Ему стыдно было признаться во всех своих переживаниях последних месяцев:
- Не могло все это из-за стресса произойти, на нервной почве? Пневмония эта? - пытался он общими фразами выразить свой вопрос. Доктор никак не понял его намеков о том, что ноги его болезни растут из переживаний за болезнь страны, да и как можно было словами вразумительно выразить подозрения об этом? Виктор чувствовал, что у него не получилось. Доктор поднял голову от бумаг в его сторону и кратко, без тени сомнений, ответил:
- Какой там стресс? Это пневмония, правосторонняя. Пройдешь курс лечения. Сделаем снимок, - и снова уткнулся в свои бумаги. Он не учил в институте, не сталкивался на практике с болезнями страны, которые поражают их жителей. Но чтобы ею заболеть, ее надо увидеть. Виктор шел в свою палату и ему оставалось только радоваться тому, что он ни с кем не делился мыслями о причинах своей болезни и, тем более, не оспаривал право на существование этих мыслей, иначе бы он шел сейчас не в палату терапии, а в палату дурдома. Хотя бы в этом ему помогло его, привитое годами, молчаливое восприятие действительности.

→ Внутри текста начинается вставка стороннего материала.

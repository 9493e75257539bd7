use thiserror::Error;

#[derive(Error, Debug)]
pub enum TollgateError {
    #[error("timestamp {until} is in the past (current time: {now})")]
    PastDeadline { until: i64, now: i64 },
    #[error("deadline {0} is out of range")]
    DeadlineOutOfRange(i64),
    #[error("error authorizing MAC {mac_address}: {reason}")]
    Authorization { mac_address: String, reason: String },
    #[error("error deauthorizing MAC {mac_address}: {reason}")]
    Deauthorization { mac_address: String, reason: String },
    #[error("payment only covers {steps} steps, but minimum purchase is {min_steps} steps")]
    InsufficientPayment { steps: u64, min_steps: u64 },
    #[error("unsupported metric: {0}")]
    UnsupportedMetric(String),
    #[error("mint configuration not found for URL: {0}")]
    UnknownMint(String),
    #[error("session not found for MAC address: {0}")]
    SessionNotFound(String),
    #[error("invalid MAC address: {0}")]
    InvalidMacAddress(String),
    #[error("invalid payment token: {0}")]
    InvalidToken(String),
    #[error("Token already spent")]
    TokenSpent,
    #[error("redemption failed: {0}")]
    Redemption(String),
    #[error(
        "insufficient balance: need {needed} sats, have {available} sats for mint {mint} (total balance: {total})"
    )]
    InsufficientBalance {
        mint: String,
        needed: u64,
        available: u64,
        total: u64,
    },
    #[error("wallet error: {0}")]
    Wallet(String),
    #[error("payout failed: {0}")]
    Payout(String),
    #[error("failed to sign reply: {0}")]
    Signing(String),
    #[error("identity not found: {0}")]
    IdentityNotFound(String),
    #[error("`{program}` exited with {status}: {stderr}")]
    Command {
        program: String,
        status: String,
        stderr: String,
    },
    #[error("configuration error: {0}")]
    Config(String),
    #[error("IO error: {0}")]
    IoError(#[from] std::io::Error),
    #[error("JSON error: {0}")]
    JsonError(#[from] serde_json::Error),
}

impl From<figment::Error> for TollgateError {
    fn from(err: figment::Error) -> Self {
        Self::Config(err.to_string())
    }
}

pub type Result<T> = std::result::Result<T, TollgateError>;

Он больше не хотел в будущем болеть пневмонией, как бы красиво ни звучало это слово, и решил это твердо. Ложась на свою больничную койку, Виктор уже решил, как этого добиться. Все эти переживания чуть не утопили его в море болезни, в которое превратилось для него море жизни. Из глубины неразрешимых проблем этого моря в одиночку все равно не выплыть. Ему повезло еще, что он вовремя сообразил это. Он знал, что многие и многие люди страдают безысходностью и не видят ни причин, ни выхода, загоняя себя в болезни. Он больше не хотел этого. Оставшиеся дни выздоровления он настраивал себя на новое восприятие жизни, мысленно оставив под больничной кроватью все свои переживания, словно пушечные ядра, что приковывали к ногам пиратов. Из больницы он вышел как из зала суда, оправдав самого себя по всем статьям обвинения молчаливой душой. Виктор не хотел больше ничего видеть и попадать на больничную койку.
Он стоял на автобусной остановке и с удовольствием вдыхал свежий воздух после месячного пребывания в душной палате. Виктор сел в автобус, занял удобное место у окна и уставился в него как в экран телевизора, от которого отвык в больнице. Он возвращался к жизни здоровых людей и хотел быть таким же здоровым, как все.